**Work item**
Every line of the records below that holds the word "UnknownVariant" should be copied out.

------ Provided records

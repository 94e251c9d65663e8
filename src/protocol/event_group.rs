//! # Event Groups
//!
//! An event group is a closed set of variants sharing one discriminant space.
//! On the wire a group message is:
//!
//! ```text
//! [kind: u8|u16|u32|u64 LE] [variant fields in declared order]
//! ```
//!
//! The group identifier is never embedded; it travels out of band.
//!
//! Groups are usually declared with [`event_group!`](crate::event_group), which
//! generates one struct per variant, the group enum, the field codecs, and the
//! schema description. [`GroupCodec`] validates that description once and then
//! serializes and deserializes group values.
//!
//! ```rust
//! use eventwire::event_group;
//! use eventwire::protocol::event_group::GroupCodec;
//!
//! event_group! {
//!     pub enum ChatEvent {
//!         Say { text: String },
//!         Typing { active: bool },
//!     }
//! }
//!
//! let codec = GroupCodec::<ChatEvent>::new().unwrap();
//! let bytes = codec.to_vec(&Say { text: "Hi".into() }.into()).unwrap();
//! assert_eq!(bytes, [0, 2, 0, 0, 0, b'H', b'i']);
//! assert_eq!(codec.from_bytes(&bytes).unwrap(), ChatEvent::Say(Say { text: "Hi".into() }));
//! ```

use crate::core::codec::{DecodeLimits, Deserializer, Serializer};
use crate::core::kind::KindWidth;
use crate::core::wire::{Decode, Encode};
use crate::error::{ProtocolError, Result};
use crate::protocol::schema::{FieldDesc, GroupDesc};
use crate::protocol::validator::{validate_group, ValidatedGroup};
use std::marker::PhantomData;
use std::sync::Arc;

/// A closed set of variants with field-by-field codecs.
///
/// `kind` must return the declaration index of the value's variant, and
/// `decode_fields` must read fields in exactly the order `encode_fields` wrote them.
pub trait EventGroup: Sized + Send + Sync + 'static {
    /// Group name, as used in schema descriptions and configuration.
    const NAME: &'static str;

    /// Schema description of every declared variant.
    fn schema() -> GroupDesc;

    /// Kind of this value's variant.
    fn kind(&self) -> u64;

    /// Write the variant's fields in declared order.
    fn encode_fields(&self, se: &mut Serializer<'_>) -> Result<()>;

    /// Exact size of the variant's fields on the wire.
    fn fields_len(&self) -> usize;

    /// Read the fields of variant `kind` in declared order.
    ///
    /// Returns [`ProtocolError::UnknownVariant`] when `kind` matches no variant.
    fn decode_fields(kind: u64, de: &mut Deserializer<'_>) -> Result<Self>;
}

/// One concrete message shape within an event group.
pub trait Variant: Encode + Decode + Sized + Send + Sync + 'static {
    type Group: EventGroup;

    const NAME: &'static str;

    /// Declaration index within the group.
    const KIND: u64;

    /// Ordered field descriptions.
    fn fields() -> Vec<FieldDesc>;

    fn from_group(group: &Self::Group) -> Option<&Self>;

    fn into_group(self) -> Self::Group;
}

/// Validated serializer/deserializer for one event group.
///
/// Construction validates the group's schema; a group with unsupported field
/// types never yields a codec. Cloning is cheap.
pub struct GroupCodec<G> {
    schema: Arc<ValidatedGroup>,
    _group: PhantomData<fn() -> G>,
}

impl<G> Clone for GroupCodec<G> {
    fn clone(&self) -> Self {
        Self {
            schema: Arc::clone(&self.schema),
            _group: PhantomData,
        }
    }
}

impl<G: EventGroup> GroupCodec<G> {
    /// Validate `G`'s schema and build a codec for it.
    pub fn new() -> Result<Self> {
        Self::validated(&G::schema())
    }

    /// Build a codec against an explicit description of `G`.
    ///
    /// The description must name `G` and list as many variants as `G` declares;
    /// anything else is a [`ProtocolError::ConfigError`], since it would change
    /// the kind width. Variants excluded by the validator keep their kind but can
    /// be neither encoded nor decoded through this codec.
    pub fn from_schema(desc: &GroupDesc) -> Result<Self> {
        if desc.name != G::NAME {
            return Err(ProtocolError::ConfigError(format!(
                "Schema describes group '{}', expected '{}'",
                desc.name,
                G::NAME
            )));
        }
        let declared = G::schema().variants.len();
        if desc.variants.len() != declared {
            return Err(ProtocolError::ConfigError(format!(
                "Schema for {} lists {} variants, the group declares {declared}",
                G::NAME,
                desc.variants.len()
            )));
        }
        Self::validated(desc)
    }

    fn validated(desc: &GroupDesc) -> Result<Self> {
        let schema = validate_group(desc)?;
        Ok(Self {
            schema: Arc::new(schema),
            _group: PhantomData,
        })
    }

    pub fn schema(&self) -> &ValidatedGroup {
        &self.schema
    }

    pub fn width(&self) -> KindWidth {
        self.schema.width()
    }

    /// Exact encoded size of `value`, including the kind.
    pub fn encoded_len(&self, value: &G) -> usize {
        self.width().byte_len() + value.fields_len()
    }

    /// Write the kind followed by the variant's fields.
    pub fn serialize(&self, value: &G, se: &mut Serializer<'_>) -> Result<()> {
        let kind = value.kind();
        if !self.schema.is_registered(kind) {
            return Err(ProtocolError::KindOutOfRange {
                group: G::NAME,
                kind,
                variants: self.schema.variant_count(),
            });
        }
        self.width().write(se, kind)?;
        value.encode_fields(se)
    }

    /// Serialize into `buffer`, returning the number of bytes written.
    pub fn serialize_into(&self, value: &G, buffer: &mut [u8]) -> Result<usize> {
        let mut se = Serializer::new(buffer);
        self.serialize(value, &mut se)?;
        Ok(se.finish())
    }

    /// Serialize into a freshly allocated buffer of exactly the encoded size.
    pub fn to_vec(&self, value: &G) -> Result<Vec<u8>> {
        let mut buffer = vec![0u8; self.encoded_len(value)];
        let written = self.serialize_into(value, &mut buffer)?;
        buffer.truncate(written);
        Ok(buffer)
    }

    /// Decode the fields of variant `kind`, the kind having already been read.
    pub fn deserialize_kind(&self, kind: u64, de: &mut Deserializer<'_>) -> Result<G> {
        if !self.schema.is_registered(kind) {
            return Err(ProtocolError::UnknownVariant {
                group: G::NAME,
                kind,
            });
        }
        G::decode_fields(kind, de)
    }

    /// Read the kind, then the matching variant's fields.
    pub fn deserialize(&self, de: &mut Deserializer<'_>) -> Result<G> {
        let kind = self.width().read(de)?;
        self.deserialize_kind(kind, de)
    }

    /// Decode one message from a delimited byte region.
    pub fn from_bytes(&self, bytes: &[u8]) -> Result<G> {
        self.from_bytes_with_limits(bytes, DecodeLimits::UNBOUNDED)
    }

    pub fn from_bytes_with_limits(&self, bytes: &[u8], limits: DecodeLimits) -> Result<G> {
        let mut de = Deserializer::with_limits(bytes, limits);
        self.deserialize(&mut de)
    }
}

/// Declare an event group.
///
/// For every variant this generates a struct with public fields, its
/// [`Encode`]/[`Decode`] implementations (fields in declared order), a
/// [`Variant`] implementation with the variant's declaration index as its kind,
/// and a `From` conversion into the group. The group itself becomes an enum with
/// one tuple variant per struct and implements [`EventGroup`].
///
/// Field types must implement [`Encode`], [`Decode`] and
/// [`Describe`](crate::core::wire::Describe).
///
/// ```rust
/// eventwire::wire_enum! {
///     pub enum KickReason: u8 { None = 0, Cheating = 1, Idle = 2 }
/// }
///
/// eventwire::event_group! {
///     /// Voting lifecycle.
///     pub enum VoteEvent {
///         BeginMapVote { maps: Vec<String> },
///         BeginKickVote { player: String, reason: KickReason },
///         ClearVoting {},
///     }
/// }
///
/// use eventwire::protocol::event_group::{EventGroup, Variant};
/// assert_eq!(BeginKickVote::KIND, 1);
/// assert_eq!(VoteEvent::from(ClearVoting {}).kind(), 2);
/// ```
#[macro_export]
macro_rules! event_group {
    (
        $(#[$meta:meta])*
        $vis:vis enum $group:ident {
            $(
                $(#[$vmeta:meta])*
                $variant:ident {
                    $( $(#[$fmeta:meta])* $field:ident : $fty:ty ),* $(,)?
                }
            ),+ $(,)?
        }
    ) => {
        $(
            $(#[$vmeta])*
            #[derive(Debug, Clone, PartialEq)]
            $vis struct $variant {
                $( $(#[$fmeta])* pub $field: $fty, )*
            }

            impl $crate::core::wire::Encode for $variant {
                fn encode(
                    &self,
                    se: &mut $crate::core::codec::Serializer<'_>,
                ) -> $crate::error::Result<()> {
                    $( $crate::core::wire::Encode::encode(&self.$field, se)?; )*
                    let _ = se;
                    Ok(())
                }

                fn encoded_len(&self) -> usize {
                    0 $( + $crate::core::wire::Encode::encoded_len(&self.$field) )*
                }
            }

            impl $crate::core::wire::Decode for $variant {
                fn decode(
                    de: &mut $crate::core::codec::Deserializer<'_>,
                ) -> $crate::error::Result<Self> {
                    let _ = &de;
                    Ok(Self {
                        $( $field: <$fty as $crate::core::wire::Decode>::decode(de)?, )*
                    })
                }
            }

            impl ::std::convert::From<$variant> for $group {
                fn from(value: $variant) -> Self {
                    $group::$variant(value)
                }
            }
        )+

        $(#[$meta])*
        #[derive(Debug, Clone, PartialEq)]
        $vis enum $group {
            $( $variant($variant), )+
        }

        impl $crate::protocol::event_group::EventGroup for $group {
            const NAME: &'static str = stringify!($group);

            fn schema() -> $crate::protocol::schema::GroupDesc {
                $crate::protocol::schema::GroupDesc {
                    name: stringify!($group).to_string(),
                    variants: vec![
                        $(
                            $crate::protocol::schema::VariantDesc {
                                name: stringify!($variant).to_string(),
                                group: Some(stringify!($group).to_string()),
                                fields: Some(
                                    <$variant as $crate::protocol::event_group::Variant>::fields(),
                                ),
                            },
                        )+
                    ],
                }
            }

            fn kind(&self) -> u64 {
                match self {
                    $(
                        $group::$variant(_) => {
                            <$variant as $crate::protocol::event_group::Variant>::KIND
                        }
                    )+
                }
            }

            fn encode_fields(
                &self,
                se: &mut $crate::core::codec::Serializer<'_>,
            ) -> $crate::error::Result<()> {
                match self {
                    $( $group::$variant(value) => $crate::core::wire::Encode::encode(value, se), )+
                }
            }

            fn fields_len(&self) -> usize {
                match self {
                    $( $group::$variant(value) => $crate::core::wire::Encode::encoded_len(value), )+
                }
            }

            fn decode_fields(
                kind: u64,
                de: &mut $crate::core::codec::Deserializer<'_>,
            ) -> $crate::error::Result<Self> {
                $(
                    if kind == <$variant as $crate::protocol::event_group::Variant>::KIND {
                        return <$variant as $crate::core::wire::Decode>::decode(de)
                            .map($group::$variant);
                    }
                )+
                Err($crate::error::ProtocolError::UnknownVariant {
                    group: stringify!($group),
                    kind,
                })
            }
        }

        // Kinds come from a fieldless mirror of the variant list, so groups of
        // any size expand without recursion.
        const _: () = {
            #[allow(dead_code, non_camel_case_types)]
            enum __Kind {
                $( $variant, )+
            }

            $(
                impl $crate::protocol::event_group::Variant for $variant {
                    type Group = $group;

                    const NAME: &'static str = stringify!($variant);

                    const KIND: u64 = __Kind::$variant as u64;

                    fn fields() -> ::std::vec::Vec<$crate::protocol::schema::FieldDesc> {
                        vec![
                            $(
                                $crate::protocol::schema::FieldDesc::new(
                                    stringify!($field),
                                    <$fty as $crate::core::wire::Describe>::describe(),
                                ),
                            )*
                        ]
                    }

                    #[allow(unreachable_patterns)]
                    fn from_group(group: &$group) -> ::std::option::Option<&Self> {
                        match group {
                            $group::$variant(value) => Some(value),
                            _ => None,
                        }
                    }

                    fn into_group(self) -> $group {
                        $group::$variant(self)
                    }
                }
            )+
        };
    };
}
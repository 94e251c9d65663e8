//! Concurrency tests: shared dispatch tables under parallel delivery and
//! subscription churn.

#![allow(clippy::unwrap_used, clippy::expect_used)]

use eventwire::prelude::*;
use std::sync::atomic::{AtomicU64, Ordering};
use std::sync::Arc;
use tokio::task::JoinSet;

eventwire::event_group! {
    pub enum Tick {
        Frame { seq: u64, payload: Vec<u8> },
        Marker { label: String },
    }
}

fn shared_table() -> Arc<DispatchTable> {
    let mut builder = DispatchTableBuilder::new();
    builder.register::<Tick>(1).unwrap();
    Arc::new(builder.build())
}

#[tokio::test(flavor = "multi_thread", worker_threads = 8)]
async fn concurrent_dispatch_counts_every_message() {
    let table = shared_table();
    let total = Arc::new(AtomicU64::new(0));

    let t = Arc::clone(&total);
    table
        .subscribe::<Frame, _>(move |frame| {
            t.fetch_add(frame.seq, Ordering::Relaxed);
            Ok(())
        })
        .unwrap();

    let workers = 8u64;
    let per_worker = 2_000u64;
    let mut tasks = JoinSet::new();
    for worker in 0..workers {
        let table = Arc::clone(&table);
        tasks.spawn(async move {
            for i in 0..per_worker {
                let frame = Tick::from(Frame {
                    seq: 1,
                    payload: vec![(worker + i) as u8; (i % 64) as usize],
                });
                let (id, bytes) = table.to_vec(&frame).unwrap();
                table.dispatch_incoming(id, &bytes).unwrap();
            }
        });
    }

    while let Some(res) = tasks.join_next().await {
        res.unwrap();
    }

    assert_eq!(total.load(Ordering::Relaxed), workers * per_worker);
    let snapshot = table.metrics().snapshot();
    assert_eq!(snapshot.messages_received, workers * per_worker);
    assert_eq!(snapshot.deliveries, workers * per_worker);
}

#[tokio::test(flavor = "multi_thread", worker_threads = 4)]
async fn subscribe_unsubscribe_races_delivery() {
    let table = shared_table();
    let stable = Arc::new(AtomicU64::new(0));

    let s = Arc::clone(&stable);
    table
        .subscribe::<Marker, _>(move |_| {
            s.fetch_add(1, Ordering::Relaxed);
            Ok(())
        })
        .unwrap();

    let churn = {
        let table = Arc::clone(&table);
        tokio::spawn(async move {
            for _ in 0..1_000 {
                let id = table.subscribe::<Marker, _>(|_| Ok(())).unwrap();
                assert!(table.unsubscribe(&id).unwrap());
            }
        })
    };

    let publishers: Vec<_> = (0..4)
        .map(|n| {
            let table = Arc::clone(&table);
            tokio::spawn(async move {
                for i in 0..500 {
                    let report = table
                        .publish_variant(Marker {
                            label: format!("{n}-{i}"),
                        })
                        .unwrap();
                    assert_eq!(report.failed, 0);
                    assert!(report.delivered >= 1);
                }
            })
        })
        .collect();

    churn.await.unwrap();
    for publisher in publishers {
        publisher.await.unwrap();
    }

    assert_eq!(stable.load(Ordering::Relaxed), 2_000);
    assert_eq!(table.metrics().snapshot().messages_published, 2_000);
}

#[tokio::test(flavor = "multi_thread", worker_threads = 4)]
async fn independent_codecs_in_parallel() {
    let codec = GroupCodec::<Tick>::new().unwrap();
    let mut tasks = JoinSet::new();
    for n in 0..16u64 {
        let codec = codec.clone();
        tasks.spawn(async move {
            let mut buffer = [0u8; 128];
            for i in 0..1_000u64 {
                let value = Tick::from(Marker {
                    label: format!("{n}:{i}"),
                });
                let written = codec.serialize_into(&value, &mut buffer).unwrap();
                assert_eq!(codec.from_bytes(&buffer[..written]).unwrap(), value);
            }
        });
    }
    while let Some(res) = tasks.join_next().await {
        res.unwrap();
    }
}
//! # Utility Modules
//!
//! Supporting utilities for logging and observability.
//!
//! ## Components
//! - **Logging**: `tracing-subscriber` setup driven by [`LoggingConfig`](crate::config::LoggingConfig)
//! - **Metrics**: Thread-safe dispatch counters owned by each dispatch table

pub mod logging;
pub mod metrics;

pub use logging::init_logging;
pub use metrics::{DispatchMetrics, DispatchMetricsSnapshot};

------------

**Answer to this task**
    /// Returns [`ProtocolError::UnknownVariant`] when `kind` matches no variant.
            return Err(ProtocolError::UnknownVariant {
                Err($crate::error::ProtocolError::UnknownVariant {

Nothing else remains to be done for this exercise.